Oberverwaltungsgericht Niedersachsen
Urt. v. 08.06.1993, Az.: 9 K 570/92

Vergnügungssteuersatzung; Normenkontrollverfahren; Vergnügungssteuer; Ermächtigungsgrundlage; Verstoß gegen höherrangiges Recht

Bibliographie

Gericht
OVG Niedersachsen
Datum
08.06.1993
Aktenzeichen
9 K 570/92
Entscheidungsform
Urteil
Referenz
WKRS 1993, 13617
Entscheidungsname
[keine Angabe]
ECLI
ECLI:DE:OVGNI:1993:0608.9K570.92.0A

Verfahrensgang

nachfolgend
BVerwG - 22.03.1994 - AZ: BVerwG 8 NB 3/93

Tenor:

Der Antrag, § 9 der Vergnügungssteuersatzung der Stadt ... vom 5. Dezember 1985 in der Fassung vom 13. Juli 1989 für nichtig zu erklären, soweit für Geräte, mit denen Gewalttätigkeiten gegen Menschen dargestellt werden oder gegen Sachen, in denen sich Menschen zu befinden pflegen oder die eine Verherrlichung oder Verharmlosung des Krieges zum Gegenstand haben, ein Steuersatz von monatlich jeweils 600,-- DM festgesetzt ist, wird abgelehnt.
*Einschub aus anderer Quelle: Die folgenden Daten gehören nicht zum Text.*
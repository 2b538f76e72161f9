// Sliding-window encoder.
//
// Walks the input once. At each position the match finder proposes the
// longest back-reference; short ones fall through to the literal path,
// which either extends the open literal run or starts a new one.

use crate::config::{Config, MAX_LITERAL_RUN};
use crate::format::{self, Token};
use crate::matching::{Match, MatchFinder};

// ---------------------------------------------------------------------------
// Literal-run accumulator
// ---------------------------------------------------------------------------

/// State of the literal run being written.
#[derive(Debug, Clone, Copy, PartialEq, Eq, Default)]
pub enum LiteralRun {
    #[default]
    Closed,
    Open {
        /// Bytes in the run so far.
        len: usize,
        /// Output index of the run's length-prefix byte.
        prefix_at: usize,
    },
}

impl LiteralRun {
    /// Append `byte` as literal data and return the new run state.
    ///
    /// A full run (127 bytes) is left as is and a fresh run is opened.
    pub fn push(self, out: &mut Vec<u8>, byte: u8) -> LiteralRun {
        match self {
            LiteralRun::Open { len, prefix_at } if len < MAX_LITERAL_RUN => {
                let len = len + 1;
                out[prefix_at] = format::literal_prefix(len);
                out.push(byte);
                LiteralRun::Open { len, prefix_at }
            }
            _ => {
                let prefix_at = out.len();
                out.push(format::literal_prefix(1));
                out.push(byte);
                LiteralRun::Open { len: 1, prefix_at }
            }
        }
    }
}

// ---------------------------------------------------------------------------
// Stats
// ---------------------------------------------------------------------------

/// Counters collected while encoding.
#[derive(Debug, Clone, Copy, Default, PartialEq, Eq)]
pub struct EncodeStats {
    pub input_len: usize,
    pub output_len: usize,
    pub match_tokens: usize,
    pub literal_runs: usize,
    pub literal_bytes: usize,
    /// Input bytes covered by back-reference copies.
    pub matched_bytes: usize,
}

// ---------------------------------------------------------------------------
// Encoder
// ---------------------------------------------------------------------------

/// One-pass encoder over an in-memory input.
///
/// # Example
/// ```
/// use lzwin::compress::encoder::Encoder;
/// use lzwin::config::Config;
///
/// let mut enc = Encoder::new(b"AAAAAAAAAA", Config::default());
/// while enc.step().is_some() {}
/// let (stream, stats) = enc.finish();
/// assert_eq!(stream, [129, b'A', 1, 9, b'$']);
/// assert_eq!(stats.match_tokens, 1);
/// ```
pub struct Encoder<'a> {
    input: &'a [u8],
    config: Config,
    finder: MatchFinder,
    pos: usize,
    run: LiteralRun,
    out: Vec<u8>,
    stats: EncodeStats,
}

impl<'a> Encoder<'a> {
    pub fn new(input: &'a [u8], config: Config) -> Self {
        Self {
            input,
            finder: MatchFinder::new(&config),
            config,
            pos: 0,
            run: LiteralRun::Closed,
            out: Vec::with_capacity(input.len() + input.len() / MAX_LITERAL_RUN + 1),
            stats: EncodeStats {
                input_len: input.len(),
                ..Default::default()
            },
        }
    }

    /// Current input position.
    pub fn position(&self) -> usize {
        self.pos
    }

    /// Encode one token's worth of input.
    ///
    /// Returns the number of input bytes consumed, or `None` once the input
    /// is exhausted.
    pub fn step(&mut self) -> Option<usize> {
        if self.pos >= self.input.len() {
            return None;
        }

        let found = self.best_match();
        let consumed = if found.length < self.config.min_match_length() {
            self.emit_literal()
        } else {
            self.emit_match(found)
        };
        self.pos += consumed;
        Some(consumed)
    }

    /// Encode the rest of the input and return the stream.
    pub fn finish(mut self) -> (Vec<u8>, EncodeStats) {
        while self.step().is_some() {}
        self.stats.output_len = self.out.len();
        log::debug!(
            "encoded {} bytes into {} ({} matches, {} literal runs)",
            self.stats.input_len,
            self.stats.output_len,
            self.stats.match_tokens,
            self.stats.literal_runs
        );
        (self.out, self.stats)
    }

    /// Match-finder result, trimmed so a genuine sentinel byte never ends up
    /// as the continuation of the final token.
    fn best_match(&self) -> Match {
        let mut found = self.finder.find(self.input, self.pos);
        let last = self.input.len() - 1;
        if found.length >= self.config.min_match_length()
            && self.pos + found.length == last
            && self.input[last] == self.config.sentinel()
        {
            // The decoder would drop it. Stop one byte short and let a later
            // token carry the final byte.
            found.length -= 1;
        }
        found
    }

    fn emit_literal(&mut self) -> usize {
        self.run = self.run.push(&mut self.out, self.input[self.pos]);
        if let LiteralRun::Open { len: 1, .. } = self.run {
            self.stats.literal_runs += 1;
        }
        self.stats.literal_bytes += 1;
        1
    }

    fn emit_match(&mut self, found: Match) -> usize {
        self.run = LiteralRun::Closed;

        let next = self.pos + found.length;
        let continuation = self
            .input
            .get(next)
            .copied()
            .unwrap_or(self.config.sentinel());

        log::trace!(
            "match at {}: distance={} length={} continuation={:#04x}",
            self.pos,
            found.distance,
            found.length,
            continuation
        );

        Token::Match {
            distance: found.distance as u8,
            length: found.length as u8,
            continuation,
        }
        .write_to(&mut self.out);

        self.stats.match_tokens += 1;
        self.stats.matched_bytes += found.length;
        found.length + 1
    }
}

// ---------------------------------------------------------------------------
// Convenience functions
// ---------------------------------------------------------------------------

/// Encode `input` with `config`.
pub fn encode_all(input: &[u8], config: &Config) -> Vec<u8> {
    encode_with_stats(input, config).0
}

/// Encode `input` with `config`, returning the stream and counters.
pub fn encode_with_stats(input: &[u8], config: &Config) -> (Vec<u8>, EncodeStats) {
    Encoder::new(input, *config).finish()
}

// ---------------------------------------------------------------------------
// Tests
// ---------------------------------------------------------------------------

#[cfg(test)]
mod tests {
    use super::*;
    use crate::config::{MAX_MATCH_LENGTH, SENTINEL};
    use crate::format::{StreamStats, Tokens};

    fn encode(input: &[u8]) -> Vec<u8> {
        encode_all(input, &Config::default())
    }

    #[test]
    fn empty_input() {
        let (stream, stats) = encode_with_stats(b"", &Config::default());
        assert!(stream.is_empty());
        assert_eq!(stats, EncodeStats::default());
    }

    #[test]
    fn short_input_is_one_literal_run() {
        assert_eq!(encode(b"AB"), [130, b'A', b'B']);
        assert_eq!(encode(b"A"), [129, b'A']);
    }

    #[test]
    fn repeated_byte_becomes_overlapping_match() {
        let (stream, stats) = encode_with_stats(b"AAAAAAAAAA", &Config::default());
        assert_eq!(stream, [129, b'A', 1, 9, SENTINEL]);
        assert_eq!(stats.match_tokens, 1);
        assert_eq!(stats.matched_bytes, 9);
        assert_eq!(stats.literal_runs, 1);
        assert_eq!(stats.output_len, 5);
    }

    #[test]
    fn match_takes_following_byte_as_continuation() {
        assert_eq!(
            encode(b"hello hello hello world"),
            [
                134, b'h', b'e', b'l', b'l', b'o', b' ', 6, 10, b'o', 134, b' ', b'w', b'o',
                b'r', b'l', b'd'
            ]
        );
    }

    #[test]
    fn literal_run_reopens_after_match() {
        assert_eq!(
            encode(b"abcabc$x"),
            [131, b'a', b'b', b'c', 3, 3, b'$', 129, b'x']
        );
    }

    #[test]
    fn literal_runs_split_at_127() {
        let input: Vec<u8> = (0..130u8).collect();
        let (stream, stats) = encode_with_stats(&input, &Config::default());
        assert_eq!(stream.len(), 132);
        assert_eq!(stream[0], 255);
        assert_eq!(&stream[1..128], &input[..127]);
        assert_eq!(stream[128], 131);
        assert_eq!(&stream[129..], &input[127..]);
        assert_eq!(stats.literal_runs, 2);
        assert_eq!(stats.literal_bytes, 130);
    }

    #[test]
    fn literal_run_state_transitions() {
        let mut out = Vec::new();
        let mut run = LiteralRun::Closed;
        run = run.push(&mut out, 1);
        assert_eq!(run, LiteralRun::Open { len: 1, prefix_at: 0 });
        for b in 2..=127u8 {
            run = run.push(&mut out, b);
        }
        assert_eq!(run, LiteralRun::Open { len: 127, prefix_at: 0 });
        assert_eq!(out[0], 255);
        run = run.push(&mut out, 200);
        assert_eq!(run, LiteralRun::Open { len: 1, prefix_at: 128 });
        assert_eq!(&out[128..], &[129, 200]);
    }

    #[test]
    fn final_sentinel_byte_is_not_a_continuation() {
        // Untrimmed, the last token would be [3, 9, '$'] and the decoder
        // would drop the '$'.
        assert_eq!(
            encode(b"abcabcabcabc$"),
            [131, b'a', b'b', b'c', 3, 8, b'c', 129, b'$']
        );
        assert_eq!(encode(b"AAAA$"), [133, b'A', b'A', b'A', b'A', b'$']);
    }

    #[test]
    fn sentinel_reached_by_copy_is_fine() {
        assert_eq!(
            encode(b"ab$ab$ab$"),
            [131, b'a', b'b', b'$', 3, 6, SENTINEL]
        );
    }

    #[test]
    fn store_level_emits_only_literals() {
        let input = [9u8; 300];
        let (stream, stats) = encode_with_stats(&input, &Config::for_level(0));
        assert_eq!(stats.match_tokens, 0);
        assert_eq!(stats.literal_runs, 3);
        assert_eq!(stream.len(), 303);
    }

    #[test]
    fn steps_advance_within_bounds() {
        let input: Vec<u8> = b"abracadabra ".iter().copied().cycle().take(2000).collect();
        for config in [Config::default(), Config::for_level(9)] {
            let mut enc = Encoder::new(&input, config);
            let mut total = 0;
            while let Some(n) = enc.step() {
                assert!((1..=MAX_MATCH_LENGTH + 1).contains(&n));
                total += n;
                assert_eq!(enc.position(), total);
            }
            assert_eq!(total, input.len());
        }
    }

    #[test]
    fn stats_agree_with_stream_scan() {
        let input = b"the cat sat on the mat; the cat sat on the hat".repeat(4);
        let (stream, stats) = encode_with_stats(&input, &Config::default());
        let scanned = StreamStats::scan(&stream, SENTINEL).unwrap();
        assert_eq!(scanned.match_tokens, stats.match_tokens);
        assert_eq!(scanned.literal_runs, stats.literal_runs);
        assert_eq!(scanned.literal_bytes, stats.literal_bytes);
        assert_eq!(scanned.copied_bytes, stats.matched_bytes);
        assert_eq!(scanned.decoded_len(), input.len());
        assert!(Tokens::new(&stream).all(|t| t.is_ok()));
    }

    #[test]
    fn every_constructible_config_yields_decodable_streams() {
        use crate::compress::decoder::decode_all;
        use crate::config::{ConfigError, MAX_DISTANCE};

        // A 200-byte window would need distance bytes that read as literal
        // prefixes; such a config cannot be built.
        assert_eq!(
            Config::new(200, MAX_MATCH_LENGTH, 10, 3, SENTINEL),
            Err(ConfigError::MaxDistance(200))
        );
        assert!(Config::default().with_min_match_length(0).is_err());

        let input: Vec<u8> = (0..=199u8).chain(0..10).collect();
        let configs = [
            Config::default(),
            Config::default().with_lookahead(1000),
            Config::default().with_min_match_length(1).unwrap(),
            Config::new(MAX_DISTANCE, MAX_MATCH_LENGTH, MAX_MATCH_LENGTH, 3, 0).unwrap(),
        ];
        for config in configs {
            let stream = encode_all(&input, &config);
            for item in Tokens::new(&stream) {
                if let (_, Token::Match { distance, .. }) = item.unwrap() {
                    assert!(distance as usize <= MAX_DISTANCE);
                }
            }
            assert_eq!(decode_all(&stream, &config).unwrap(), input, "{config:?}");
        }
    }

    #[test]
    fn custom_sentinel() {
        let config = Config::default().with_sentinel(0);
        assert_eq!(encode_all(b"AAAAAAAAAA", &config), [129, b'A', 1, 9, 0]);
    }
}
Die Antragstellerin trägt die Kosten des Verfahrens.

Tatbestand:

1

Die Antragstellerin betätigt sich im Gebiet der Antragsgegnerin als gewerbliche Automatenaufstellerin. Bei Antragstellung betrieb sie in einer Spielhalle unter anderem acht Geräte für Spiele mit Gewalt oder Krieg verherrlichendem Charakter (sogenannte "Killerautomaten"). Anfang 1993 hat sie die Geräte abgegeben. Für den Spielbetrieb wird sie von der Antragsgegnerin zur Vergnügungssteuer herangezogen. Mit ihrem Antrag wendet sie sich gegen die Besteuerung der "Killerautomaten".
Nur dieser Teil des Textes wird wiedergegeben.